PROBLEM STATEMENT
Transcribe the records below. Leave every line exactly as written.
——
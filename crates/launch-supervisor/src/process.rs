//! Spawning one child and watching it until it is reaped.

use crate::descriptor::ProcessDescriptor;
use crate::error::{SupervisorError, SupervisorResult};
use crate::output::attach_output_streams;
use crate::resolve::invocation;
use crate::state::{signal_name, ProcessState, UNKNOWN_EXIT_CODE};
use chrono::{DateTime, Utc};
use std::os::unix::process::CommandExt;
use std::process::Stdio;
use tokio::process::{Child, Command};
use tokio::sync::{mpsc, watch};
use tokio::task::JoinHandle;
use tracing::{debug, info, warn};

/// A launched child owned by its watcher task.
///
/// The handle only talks to the watcher: signals go through `control`, the
/// lifecycle comes back through `state`.
pub(crate) struct ChildHandle {
    pub pid: Option<u32>,
    pub started_at: DateTime<Utc>,
    pub state: watch::Receiver<ProcessState>,
    control: mpsc::UnboundedSender<i32>,
    pub watcher: JoinHandle<()>,
    pub output_tasks: Vec<JoinHandle<()>>,
}

impl ChildHandle {
    /// Ask the watcher to deliver `signal` to the child's process group.
    ///
    /// Does nothing once the child has been reaped.
    pub fn signal(&self, signal: i32) {
        if self.state.borrow().is_terminal() {
            return;
        }
        if self.control.send(signal).is_err() {
            debug!(pid = ?self.pid, "Watcher already gone, signal dropped");
        }
    }

    /// SIGKILL whatever is left in the child's process group after the child
    /// itself was reaped, e.g. background jobs of a shell.
    ///
    /// Once the last member exits the group id is free for the kernel to hand
    /// out again, so the group is probed with a null signal first and left
    /// alone when empty. The probe and the kill are two syscalls; a group that
    /// empties and gets its id reused between them is not detected.
    pub fn kill_group_stragglers(&self, name: &str) {
        if !self.state.borrow().is_terminal() {
            return;
        }
        let Some(pid) = self.pid else {
            return;
        };
        if !group_has_members(pid) {
            debug!(process = %name, pid, "Process group already empty");
            return;
        }
        send_to_group(name, pid, libc::SIGKILL);
    }
}

/// Spawn the process described by `descriptor` and start its watcher.
pub(crate) fn spawn_child(descriptor: &ProcessDescriptor) -> SupervisorResult<ChildHandle> {
    let inv = invocation(descriptor)?;

    if let Some(dir) = &descriptor.working_dir {
        if !dir.is_dir() {
            return Err(SupervisorError::WorkingDirectory {
                name: descriptor.name.clone(),
                path: dir.clone(),
            });
        }
    }

    let mut command = std::process::Command::new(&inv.program);
    command
        .args(&inv.args)
        .env_clear()
        .envs(descriptor.environment.iter())
        .stdin(Stdio::null())
        // Own process group so shell-spawned grandchildren receive our signals.
        .process_group(0);

    if let Some(dir) = &descriptor.working_dir {
        command.current_dir(dir);
    }

    if descriptor.output.is_captured() {
        command.stdout(Stdio::piped()).stderr(Stdio::piped());
    } else {
        command.stdout(Stdio::inherit()).stderr(Stdio::inherit());
    }

    let mut command = Command::from(command);
    command.kill_on_drop(true);

    debug!(
        process = %descriptor.name,
        program = %inv.program,
        args = ?inv.args,
        cwd = ?descriptor.working_dir,
        "Spawning process"
    );

    let mut child = command.spawn().map_err(|source| SupervisorError::Launch {
        name: descriptor.name.clone(),
        program: inv.program.clone(),
        source,
    })?;

    let pid = child.id();
    let started_at = Utc::now();
    info!(process = %descriptor.name, pid = ?pid, program = %inv.program, "Process started");

    let output_tasks = attach_output_streams(&mut child, &descriptor.name, descriptor.output);

    let (state_tx, state_rx) = watch::channel(ProcessState::NotStarted);
    advance(&state_tx, ProcessState::Running);
    let (control_tx, control_rx) = mpsc::unbounded_channel();
    let watcher = tokio::spawn(watch_child(
        descriptor.name.clone(),
        child,
        control_rx,
        state_tx,
    ));

    Ok(ChildHandle {
        pid,
        started_at,
        state: state_rx,
        control: control_tx,
        watcher,
        output_tasks,
    })
}

/// Move the published state forward, ignoring illegal transitions.
pub(crate) fn advance(state: &watch::Sender<ProcessState>, next: ProcessState) {
    state.send_if_modified(|current| match current.advance(next) {
        Some(advanced) => {
            *current = advanced;
            true
        }
        None => false,
    });
}

async fn watch_child(
    name: String,
    mut child: Child,
    mut control: mpsc::UnboundedReceiver<i32>,
    state: watch::Sender<ProcessState>,
) {
    let final_state = loop {
        tokio::select! {
            status = child.wait() => break match status {
                Ok(status) => ProcessState::from_exit_status(status),
                Err(err) => {
                    warn!(process = %name, error = %err, "Failed to reap process");
                    ProcessState::Exited { code: UNKNOWN_EXIT_CODE }
                }
            },
            Some(signal) = control.recv() => {
                if let Some(pid) = child.id() {
                    send_to_group(&name, pid, signal);
                }
            }
        }
    };

    info!(process = %name, state = %final_state, "Process stopped");
    advance(&state, final_state);
}

/// Whether the process group led by `pid` still has a member we may signal.
fn group_has_members(pid: u32) -> bool {
    match libc::pid_t::try_from(pid) {
        Ok(pgid) => unsafe { libc::killpg(pgid, 0) == 0 },
        Err(_) => false,
    }
}

fn send_to_group(name: &str, pid: u32, signal: i32) {
    let Ok(pgid) = libc::pid_t::try_from(pid) else {
        warn!(process = %name, pid, "Process id out of range, signal not sent");
        return;
    };
    // The child was spawned with process_group(0), so its pid is its pgid.
    let rc = unsafe { libc::killpg(pgid, signal) };
    if rc == 0 {
        info!(process = %name, pid, signal = %signal_name(signal), "Signaled process group");
    } else {
        let err = std::io::Error::last_os_error();
        debug!(process = %name, pid, error = %err, "killpg failed");
    }
}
——
SOLUTION TO THIS EXERCISE
filename crates/launch-supervisor/src/process.rs
//! Spawning one child and watching it until it is reaped.

use crate::descriptor::ProcessDescriptor;
use crate::error::{SupervisorError, SupervisorResult};
use crate::output::attach_output_streams;
use crate::resolve::invocation;
use crate::state::{signal_name, ProcessState, UNKNOWN_EXIT_CODE};
use chrono::{DateTime, Utc};
use std::os::unix::process::CommandExt;
use std::process::Stdio;
use tokio::process::{Child, Command};
use tokio::sync::{mpsc, watch};
use tokio::task::JoinHandle;
use tracing::{debug, info, warn};

/// A launched child owned by its watcher task.
///
/// The handle only talks to the watcher: signals go through `control`, the
/// lifecycle comes back through `state`.
pub(crate) struct ChildHandle {
    pub pid: Option<u32>,
    pub started_at: DateTime<Utc>,
    pub state: watch::Receiver<ProcessState>,
    control: mpsc::UnboundedSender<i32>,
    pub watcher: JoinHandle<()>,
    pub output_tasks: Vec<JoinHandle<()>>,
}

impl ChildHandle {
    /// Ask the watcher to deliver `signal` to the child's process group.
    ///
    /// Does nothing once the child has been reaped.
    pub fn signal(&self, signal: i32) {
        if self.state.borrow().is_terminal() {
            return;
        }
        if self.control.send(signal).is_err() {
            debug!(pid = ?self.pid, "Watcher already gone, signal dropped");
        }
    }

    /// SIGKILL whatever is left in the child's process group after the child
    /// itself was reaped, e.g. background jobs of a shell.
    ///
    /// Once the last member exits the group id is free for the kernel to hand
    /// out again, so the group is probed with a null signal first and left
    /// alone when empty. The probe and the kill are two syscalls; a group that
    /// empties and gets its id reused between them is not detected.
    pub fn kill_group_stragglers(&self, name: &str) {
        if !self.state.borrow().is_terminal() {
            return;
        }
        let Some(pid) = self.pid else {
            return;
        };
        if !group_has_members(pid) {
            debug!(process = %name, pid, "Process group already empty");
            return;
        }
        send_to_group(name, pid, libc::SIGKILL);
    }
}

/// Spawn the process described by `descriptor` and start its watcher.
pub(crate) fn spawn_child(descriptor: &ProcessDescriptor) -> SupervisorResult<ChildHandle> {
    let inv = invocation(descriptor)?;

    if let Some(dir) = &descriptor.working_dir {
        if !dir.is_dir() {
            return Err(SupervisorError::WorkingDirectory {
                name: descriptor.name.clone(),
                path: dir.clone(),
            });
        }
    }

    let mut command = std::process::Command::new(&inv.program);
    command
        .args(&inv.args)
        .env_clear()
        .envs(descriptor.environment.iter())
        .stdin(Stdio::null())
        // Own process group so shell-spawned grandchildren receive our signals.
        .process_group(0);

    if let Some(dir) = &descriptor.working_dir {
        command.current_dir(dir);
    }

    if descriptor.output.is_captured() {
        command.stdout(Stdio::piped()).stderr(Stdio::piped());
    } else {
        command.stdout(Stdio::inherit()).stderr(Stdio::inherit());
    }

    let mut command = Command::from(command);
    command.kill_on_drop(true);

    debug!(
        process = %descriptor.name,
        program = %inv.program,
        args = ?inv.args,
        cwd = ?descriptor.working_dir,
        "Spawning process"
    );

    let mut child = command.spawn().map_err(|source| SupervisorError::Launch {
        name: descriptor.name.clone(),
        program: inv.program.clone(),
        source,
    })?;

    let pid = child.id();
    let started_at = Utc::now();
    info!(process = %descriptor.name, pid = ?pid, program = %inv.program, "Process started");

    let output_tasks = attach_output_streams(&mut child, &descriptor.name, descriptor.output);

    let (state_tx, state_rx) = watch::channel(ProcessState::NotStarted);
    advance(&state_tx, ProcessState::Running);
    let (control_tx, control_rx) = mpsc::unbounded_channel();
    let watcher = tokio::spawn(watch_child(
        descriptor.name.clone(),
        child,
        control_rx,
        state_tx,
    ));

    Ok(ChildHandle {
        pid,
        started_at,
        state: state_rx,
        control: control_tx,
        watcher,
        output_tasks,
    })
}

/// Move the published state forward, ignoring illegal transitions.
pub(crate) fn advance(state: &watch::Sender<ProcessState>, next: ProcessState) {
    state.send_if_modified(|current| match current.advance(next) {
        Some(advanced) => {
            *current = advanced;
            true
        }
        None => false,
    });
}

async fn watch_child(
    name: String,
    mut child: Child,
    mut control: mpsc::UnboundedReceiver<i32>,
    state: watch::Sender<ProcessState>,
) {
    let final_state = loop {
        tokio::select! {
            status = child.wait() => break match status {
                Ok(status) => ProcessState::from_exit_status(status),
                Err(err) => {
                    warn!(process = %name, error = %err, "Failed to reap process");
                    ProcessState::Exited { code: UNKNOWN_EXIT_CODE }
                }
            },
            Some(signal) = control.recv() => {
                if let Some(pid) = child.id() {
                    send_to_group(&name, pid, signal);
                }
            }
        }
    };

    info!(process = %name, state = %final_state, "Process stopped");
    advance(&state, final_state);
}

/// Whether the process group led by `pid` still has a member we may signal.
fn group_has_members(pid: u32) -> bool {
    match libc::pid_t::try_from(pid) {
        Ok(pgid) => unsafe { libc::killpg(pgid, 0) == 0 },
        Err(_) => false,
    }
}

fn send_to_group(name: &str, pid: u32, signal: i32) {
    let Ok(pgid) = libc::pid_t::try_from(pid) else {
        warn!(process = %name, pid, "Process id out of range, signal not sent");
        return;
    };
    // The child was spawned with process_group(0), so its pid is its pgid.
    let rc = unsafe { libc::killpg(pgid, signal) };
    if rc == 0 {
        info!(process = %name, pid, signal = %signal_name(signal), "Signaled process group");
    } else {
        let err = std::io::Error::last_os_error();
        debug!(process = %name, pid, error = %err, "killpg failed");
    }
}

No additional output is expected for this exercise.